_RECORDS SHOWN_
use std::collections::HashSet;
use std::path::{Path, PathBuf};
use std::sync::Arc;

use crate::destination::{ensure_folder, write_atomically};
use crate::engine::GeoEngine;
use crate::pool::WorkerPool;
use crate::progress::{NoProgress, ProgressObserver};
use crate::{
    CellGrid, Compression, DataType, Raster, RasterError, RasterResult, ValueMap, WriteOptions,
};

/// What [`ValueMapper::map_many`] did with one source.
#[derive(Debug, Clone, PartialEq, Eq)]
pub enum MapOutcome {
    Written(PathBuf),
    /// The destination already existed and was left alone.
    Skipped(PathBuf),
}

impl MapOutcome {
    #[must_use]
    pub fn path(&self) -> &Path {
        match self {
            MapOutcome::Written(path) | MapOutcome::Skipped(path) => path,
        }
    }
}

/// Replaces categorical cell values through a [`ValueMap`].
///
/// Outputs keep the source grid and CRS verbatim. Their no-data value is the
/// map's fallback, and cells are written as `Float32` unless configured otherwise.
#[derive(Clone)]
pub struct ValueMapper {
    engine: Arc<dyn GeoEngine>,
    map: Arc<ValueMap>,
    data_type: DataType,
    compression: Compression,
    observer: Arc<dyn ProgressObserver>,
}

impl ValueMapper {
    pub fn new(engine: Arc<dyn GeoEngine>, map: ValueMap) -> Self {
        Self {
            engine,
            map: Arc::new(map),
            data_type: DataType::Float32,
            compression: Compression::None,
            observer: Arc::new(NoProgress),
        }
    }

    #[must_use]
    pub fn data_type(mut self, data_type: DataType) -> Self {
        self.data_type = data_type;
        self
    }

    #[must_use]
    pub fn compression(mut self, compression: Compression) -> Self {
        self.compression = compression;
        self
    }

    /// Notified once per file by [`ValueMapper::map_many`].
    #[must_use]
    pub fn observer(mut self, observer: Arc<dyn ProgressObserver>) -> Self {
        self.observer = observer;
        self
    }

    #[must_use]
    pub fn value_map(&self) -> &ValueMap {
        &self.map
    }

    /// Checks that the fallback and every target value fit the output type.
    ///
    /// # Errors
    ///
    /// Returns [`RasterError::InvalidArgument`] naming the first value that
    /// would be clamped or truncated on write.
    pub fn check_output_type(&self) -> RasterResult<()> {
        let fallback = self.map.fallback();
        if !self.data_type.can_hold(fallback) {
            return Err(RasterError::invalid(format!(
                "fallback {fallback} cannot be stored as {}",
                self.data_type
            )));
        }
        match self.map.targets().find(|v| !self.data_type.can_hold(*v)) {
            Some(value) => Err(RasterError::invalid(format!(
                "mapped value {value} cannot be stored as {}",
                self.data_type
            ))),
            None => Ok(()),
        }
    }

    /// Maps every cell of `raster`.
    ///
    /// No-data cells only match a key that is exactly their value; otherwise
    /// they become the fallback like any other unmapped cell.
    #[must_use]
    pub fn map_cells(&self, raster: &Raster) -> CellGrid {
        raster.cells().map(|value| {
            if raster.is_nodata(value) && !self.map.contains(value) {
                self.map.fallback()
            } else {
                self.map.lookup(value)
            }
        })
    }

    /// Reads `source`, maps its cells and writes the result to `destination`,
    /// creating the destination folder if needed.
    ///
    /// # Errors
    ///
    /// Returns [`RasterError::InvalidArgument`] if the output type cannot hold
    /// the map's values, [`RasterError::UnreadableSource`] if the source cannot
    /// be read and [`RasterError::WriteFailure`] if the destination cannot be written.
    pub fn map_values(&self, source: &Path, destination: &Path) -> RasterResult<()> {
        self.check_output_type()?;
        let raster = self.engine.open_raster(source)?;
        let mapped = Raster::new(
            raster.spec().clone(),
            self.map_cells(&raster),
            Some(self.map.fallback()),
            self.data_type,
        )?;

        if let Some(parent) = destination.parent().filter(|p| !p.as_os_str().is_empty()) {
            ensure_folder(parent)?;
        }
        let options = WriteOptions::default()
            .data_type(self.data_type)
            .nodata(Some(self.map.fallback()))
            .compression(self.compression);
        write_atomically(destination, |partial| {
            self.engine.write_raster(partial, &mapped, &options)
        })?;
        log::debug!("Mapped {} -> {}", source.display(), destination.display());
        Ok(())
    }

    /// Applies the map to every source, writing each output under its source
    /// file name in `destination_folder`.
    ///
    /// Every source gets its own result in input order; a failing file does not
    /// affect the others. Existing destinations are skipped. A source whose file
    /// name repeats an earlier one is not mapped and gets
    /// [`RasterError::InvalidArgument`].
    ///
    /// # Errors
    ///
    /// Fails as a whole if `worker_count` is zero, the output type cannot hold
    /// the map's values, or the folder cannot be created.
    pub async fn map_many(
        &self,
        sources: Vec<PathBuf>,
        destination_folder: &Path,
        worker_count: usize,
    ) -> RasterResult<Vec<RasterResult<MapOutcome>>> {
        let pool = WorkerPool::new(worker_count)?.observer(Arc::clone(&self.observer));
        self.check_output_type()?;
        ensure_folder(destination_folder)?;
        log::info!(
            "Mapping {} rasters into {} with {worker_count} workers",
            sources.len(),
            destination_folder.display()
        );

        let mut names = HashSet::new();
        let jobs: Vec<(PathBuf, bool)> = sources
            .into_iter()
            .map(|source| {
                let repeated = source
                    .file_name()
                    .is_some_and(|name| !names.insert(name.to_os_string()));
                (source, repeated)
            })
            .collect();

        let mapper = self.clone();
        let folder = destination_folder.to_path_buf();
        let outcomes = pool
            .run(jobs, move |(source, repeated)| {
                if repeated {
                    log::warn!("{} repeats an earlier file name, skipping", source.display());
                    return Err(RasterError::invalid(format!(
                        "{} has the same file name as an earlier source",
                        source.display()
                    )));
                }
                mapper.map_one(&source, &folder)
            })
            .await;
        Ok(outcomes
            .into_iter()
            .map(|outcome| outcome.into_result().and_then(std::convert::identity))
            .collect())
    }

    fn map_one(&self, source: &Path, folder: &Path) -> RasterResult<MapOutcome> {
        let name = source.file_name().ok_or_else(|| {
            RasterError::invalid(format!("{} has no file name", source.display()))
        })?;
        let destination = folder.join(name);
        if destination.exists() {
            log::debug!("{} exists, skipping", destination.display());
            return Ok(MapOutcome::Skipped(destination));
        }
        match self.map_values(source, &destination) {
            Ok(()) => Ok(MapOutcome::Written(destination)),
            Err(err) => {
                log::warn!("Mapping {} failed: {err}", source.display());
                Err(err)
            }
        }
    }
}
//! Tile subcommand
//!
//! Split a raster into `ceil(sqrt(n))²` tiles written by a pool of workers.

use std::path::{Path, PathBuf};
use std::sync::Arc;
use std::time::Duration;

use clap::Parser;
use rastertiles::{
    CancellationToken, Compression, GdalStyleProgress, NoProgress, ProgressObserver,
    TileScheduler, TileStatus, default_engine,
};

use crate::{CommandResult, Completion, default_workers};

#[derive(Parser, Debug)]
#[command(about = "Split a raster into tiles processed in parallel")]
pub struct Args {
    /// Raster to split
    #[arg(value_name = "SOURCE")]
    source: PathBuf,

    /// Folder for the tiles [default: <source stem>_tiles next to the source]
    #[arg(short, long, value_name = "DIR")]
    output: Option<PathBuf>,

    /// Requested number of tiles, rounded up to the next square
    #[arg(short = 'n', long)]
    tiles: usize,

    /// Concurrent tile jobs [default: available cores]
    #[arg(short, long)]
    workers: Option<usize>,

    /// Mark a tile as failed after this many seconds
    #[arg(long, value_name = "SECS")]
    timeout: Option<u64>,

    /// Tile compression: none, lzw, deflate or jpeg
    #[arg(long, default_value = "none")]
    compress: Compression,

    /// Do not draw the progress meter
    #[arg(short, long)]
    quiet: bool,
}

/// `dem.tif` -> `dem_tiles` in the same folder.
fn default_output(source: &Path) -> PathBuf {
    let stem = source
        .file_stem()
        .map_or_else(|| "raster".into(), |s| s.to_string_lossy());
    source.with_file_name(format!("{stem}_tiles"))
}

pub async fn run(args: Args) -> CommandResult {
    let output = args
        .output
        .clone()
        .unwrap_or_else(|| default_output(&args.source));
    let workers = args.workers.unwrap_or_else(default_workers);

    // Ctrl-C stops dispatching new tiles; running ones finish.
    let token = CancellationToken::new();
    let interrupt = token.clone();
    tokio::spawn(async move {
        if tokio::signal::ctrl_c().await.is_ok() {
            log::warn!("Interrupted, finishing running tiles");
            interrupt.cancel();
        }
    });

    let observer: Arc<dyn ProgressObserver> = if args.quiet {
        Arc::new(NoProgress)
    } else {
        Arc::new(GdalStyleProgress::stderr())
    };
    let mut scheduler = TileScheduler::new(default_engine())
        .cancellation(token)
        .observer(observer)
        .compression(args.compress);
    if let Some(secs) = args.timeout {
        scheduler = scheduler.timeout(Duration::from_secs(secs));
    }

    let run = scheduler
        .run(&args.source, &output, args.tiles, workers)
        .await?;

    for result in run.results() {
        if let TileStatus::Failed(err) = &result.status {
            eprintln!("tile {}: {err}", result.output_path.display());
        }
    }
    println!(
        "{} tiles in {}: {} written, {} skipped, {} failed",
        run.results().len(),
        output.display(),
        run.succeeded(),
        run.skipped(),
        run.failed()
    );

    Ok(Completion::from_counts(
        run.succeeded() + run.skipped(),
        run.failed(),
    ))
}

_ABOUT THIS TASK_
Search the data above for the word "derive" and count the lines where it appears. Only the number should be given.

_TASK RESPONSE_
3